**PROBLEM**: Among the lines of data below, reproduce only those from the one with "repository ce55af7564a932bc" through the one with "the tracking set.", exactly as they stand, both ends included.

[Dataset entries]
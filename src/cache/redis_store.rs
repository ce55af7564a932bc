//! Redis cache store.
//!
//! Prefix deletion without SCAN: every key written is also added to a
//! tracking set named after its prefix (`parents:` -> `parents:_keys`), and
//! `delete_matching` deletes the members of that set.
//!
//! The commands are not atomic. A crash between SET and SADD leaves an
//! untracked entry that still expires by TTL; a crash between DEL and SREM
//! leaves members that are deleted again next time. Only the members read by
//! `delete_matching` are removed from the set, so a key tracked concurrently
//! stays tracked for the next invalidation.

use std::time::Duration;

use async_trait::async_trait;
use redis::AsyncCommands;

use crate::cache::CacheStore;
use crate::error::{CacheError, CacheResult};

/// Redis backend using a connection manager for reconnects.
#[derive(Clone)]
pub struct RedisCache {
    conn: redis::aio::ConnectionManager,
}

impl RedisCache {
    /// Connects to Redis (e.g. `redis://localhost:6379`).
    pub async fn connect(url: &str) -> CacheResult<Self> {
        let client = redis::Client::open(url).map_err(map_redis_error)?;
        let conn = redis::aio::ConnectionManager::new(client)
            .await
            .map_err(map_redis_error)?;
        Ok(Self { conn })
    }
}

impl RedisCache {
    /// Deletes the keys in `tracked` under `prefix`, then drops exactly those
    /// members from the tracking set.
    async fn delete_tracked(
        &self,
        tracking: &str,
        prefix: &str,
        tracked: &[String],
    ) -> CacheResult<usize> {
        if tracked.is_empty() {
            return Ok(0);
        }

        let mut conn = self.conn.clone();
        let doomed: Vec<&String> = tracked.iter().filter(|k| k.starts_with(prefix)).collect();

        let removed = if doomed.is_empty() {
            0
        } else {
            conn.del::<_, usize>(&doomed).await.map_err(map_redis_error)?
        };

        conn.srem::<_, _, ()>(tracking, tracked.to_vec())
            .await
            .map_err(map_redis_error)?;
        Ok(removed)
    }
}

/// Tracking set for the prefix of `key`, up to and including the first `:`.
fn tracking_key_for(key: &str) -> Option<String> {
    key.find(':').map(|idx| tracking_key(&key[..=idx]))
}

fn tracking_key(prefix: &str) -> String {
    format!("{}_keys", prefix)
}

fn map_redis_error(err: redis::RedisError) -> CacheError {
    if err.is_connection_refusal() || err.is_timeout() || err.is_connection_dropped() {
        CacheError::Unavailable(err.to_string())
    } else {
        CacheError::OperationFailed(err.to_string())
    }
}

#[async_trait]
impl CacheStore for RedisCache {
    async fn get(&self, key: &str) -> CacheResult<Option<Vec<u8>>> {
        let mut conn = self.conn.clone();
        conn.get(key).await.map_err(map_redis_error)
    }

    async fn set(&self, key: &str, value: &[u8], ttl: Duration) -> CacheResult<()> {
        let mut conn = self.conn.clone();
        let seconds = ttl.as_secs().max(1);

        conn.set_ex::<_, _, ()>(key, value, seconds)
            .await
            .map_err(map_redis_error)?;

        if let Some(tracking) = tracking_key_for(key) {
            conn.sadd::<_, _, ()>(&tracking, key)
                .await
                .map_err(map_redis_error)?;
            // Members outlive their keys at most by one TTL.
            conn.expire::<_, ()>(&tracking, seconds as i64)
                .await
                .map_err(map_redis_error)?;
        }

        Ok(())
    }

    async fn delete_matching(&self, prefix: &str) -> CacheResult<usize> {
        let mut conn = self.conn.clone();
        let tracking = tracking_key(prefix);

        let tracked: Vec<String> = conn.smembers(&tracking).await.map_err(map_redis_error)?;
        self.delete_tracked(&tracking, prefix, &tracked).await
    }
}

**EXERCISE RESULT**:
repository ce55af7564a932bc
//! Redis cache store.
//!
//! Prefix deletion without SCAN: every key written is also added to a
//! tracking set named after its prefix (`parents:` -> `parents:_keys`), and
//! `delete_matching` deletes the members of that set.
//!
//! The commands are not atomic. A crash between SET and SADD leaves an
//! untracked entry that still expires by TTL; a crash between DEL and SREM
//! leaves members that are deleted again next time. Only the members read by
//! `delete_matching` are removed from the set, so a key tracked concurrently
//! stays tracked for the next invalidation.

use std::time::Duration;

use async_trait::async_trait;
use redis::AsyncCommands;

use crate::cache::CacheStore;
use crate::error::{CacheError, CacheResult};

/// Redis backend using a connection manager for reconnects.
#[derive(Clone)]
pub struct RedisCache {
    conn: redis::aio::ConnectionManager,
}

impl RedisCache {
    /// Connects to Redis (e.g. `redis://localhost:6379`).
    pub async fn connect(url: &str) -> CacheResult<Self> {
        let client = redis::Client::open(url).map_err(map_redis_error)?;
        let conn = redis::aio::ConnectionManager::new(client)
            .await
            .map_err(map_redis_error)?;
        Ok(Self { conn })
    }
}

impl RedisCache {
    /// Deletes the keys in `tracked` under `prefix`, then drops exactly those
    /// members from the tracking set.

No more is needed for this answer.